It’s performance review season.
Many of you in Corporate America are about to receive an annual overview of your behaviors and outputs. Then you’ll hear about your raise.
Some of you will be happy. More than a few of you will question the subjective nature of this process and ask questions about how the rating was calculated, how it correlates to your pay, and how you rank against other members of your team.
Here’s what you need to know.
1. Performance reviews are always subjective
When someone is your boss, that person is given permission to evaluate your performance.
Your boss might be fabulous and support your craft, or he might be a jerk. Regardless, your company has given someone the obligation and responsibility of evaluating your activity.
No robot is watching your behavior, tallying up your accomplishments, and creating a fair score. The closest thing we have to an objective model is a manufacturing facility shored up by union rules, and it’s not all that objective.
Most of you in Corporate America reject that model. So don’t demand it for yourselves.
2. Performance isn’t related to compensation
I know that this feels counterintuitive, but your stellar performance doesn’t mean you’ll get a raise.
Sometimes you’re at the top of the scale. Paying you more money might inflate the range. It could set a precedent for people who aren’t all that great to argue that they deserve to earn more.
Also, some of your colleagues have been underpaid and it’s time to make things right now that the Great Recession is finally over. And sometimes companies are tight with money and prefer to reward executives instead of workers.
If you don’t like this, get into a position of power and fight it.
3. You can’t appeal anything
Yes, you can disagree with your ratings or your raise. You can add an addendum to your personnel file. But honestly, none of that makes a difference.
Instead of getting angry and trying to pretend like you’re a lawyer, get active. Listen to what you hear.
Decide if you can legitimately address any performance deficiencies in a humble and straightforward way. Live with your raise and try to adjust your spending accordingly.
If this process doesn’t sit well with you, start your job search.
4. HR is just the administrator — and maybe not even that
Not everybody is a winner. You can’t give big raises to the entire company.
(Well, technically, everybody can be a winner. And if you make a profit and the revenue numbers are up, the pool of cash can be larger each year depending on how you choose to spend that profit.)

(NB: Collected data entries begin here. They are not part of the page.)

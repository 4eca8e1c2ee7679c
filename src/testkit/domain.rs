//! Builders for domain primitives used across tests.
//!
//! Keeps tests focused on assertions rather than construction boilerplate.
//! Builders panic on invalid input since they only ever see literals.

use crate::application::graph::DependencyGraph;
use crate::domain::{Bet, BetId, DependencyType, EventId, Relationship};

/// Create a [`BetId`] from a string.
pub fn bet_id(id: &str) -> BetId {
    BetId::from(id)
}

/// Create a list of [`BetId`]s.
pub fn bet_ids(ids: &[&str]) -> Vec<BetId> {
    ids.iter().map(|id| BetId::from(*id)).collect()
}

/// A bet with default trust on the given event.
pub fn bet(id: &str, event: &str, decimal_odds: f64, prob: f64) -> Bet {
    Bet::try_new(
        BetId::from(id),
        EventId::from(event),
        "moneyline",
        id,
        decimal_odds,
        prob,
    )
    .expect("valid bet")
}

/// A bet with an explicit probability trust.
pub fn trusted_bet(id: &str, event: &str, decimal_odds: f64, prob: f64, trust: f64) -> Bet {
    bet(id, event, decimal_odds, prob)
        .with_probability_trust(trust)
        .expect("valid trust")
}

/// A probability-conditional relationship with both conditionals.
pub fn conditional(parent: &str, child: &str, win: f64, lose: f64, trust: f64) -> Relationship {
    Relationship::try_new(
        BetId::from(parent),
        BetId::from(child),
        DependencyType::ProbabilityConditional,
        Some(win),
        Some(lose),
        trust,
    )
    .expect("valid relationship")
}

/// A graph containing `bets` and no relationships.
pub fn graph_of(bets: impl IntoIterator<Item = Bet>) -> DependencyGraph {
    let mut graph = DependencyGraph::new();
    for bet in bets {
        graph.add_bet(bet);
    }
    graph
}
//! Outbound ports: dependencies the application calls out to.

pub mod solver;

But for some reason, companies want to distribute ratings and money. Back in my day, HR professionals administered this process and tried to find a fair way to distribute ratings and pay raises.
Now, all of this is automated. Your HR lady (or dude) might review the numbers to make sure leaders aren’t pulling a fast one and rewarding favorite workers, but maybe not.
HR is being removed from work-related processes every single day. The performance review process is but one example.
What to do when you get a performance review
So here’s the deal: When you participate in a performance review conversation, take it with a grain of salt.
If you have balance in your life, one conversation won’t define you. Keep your perspective about life. Remember that your parents still love you, your kids still need you, and the family pets still need to eat.
Don’t fly off the handle, but if you’re uncomfortable after the conversation, do start to think about a future where you work for an employer who makes you feel good — not bad — about your contributions.
Those companies exist. I promise you, they do.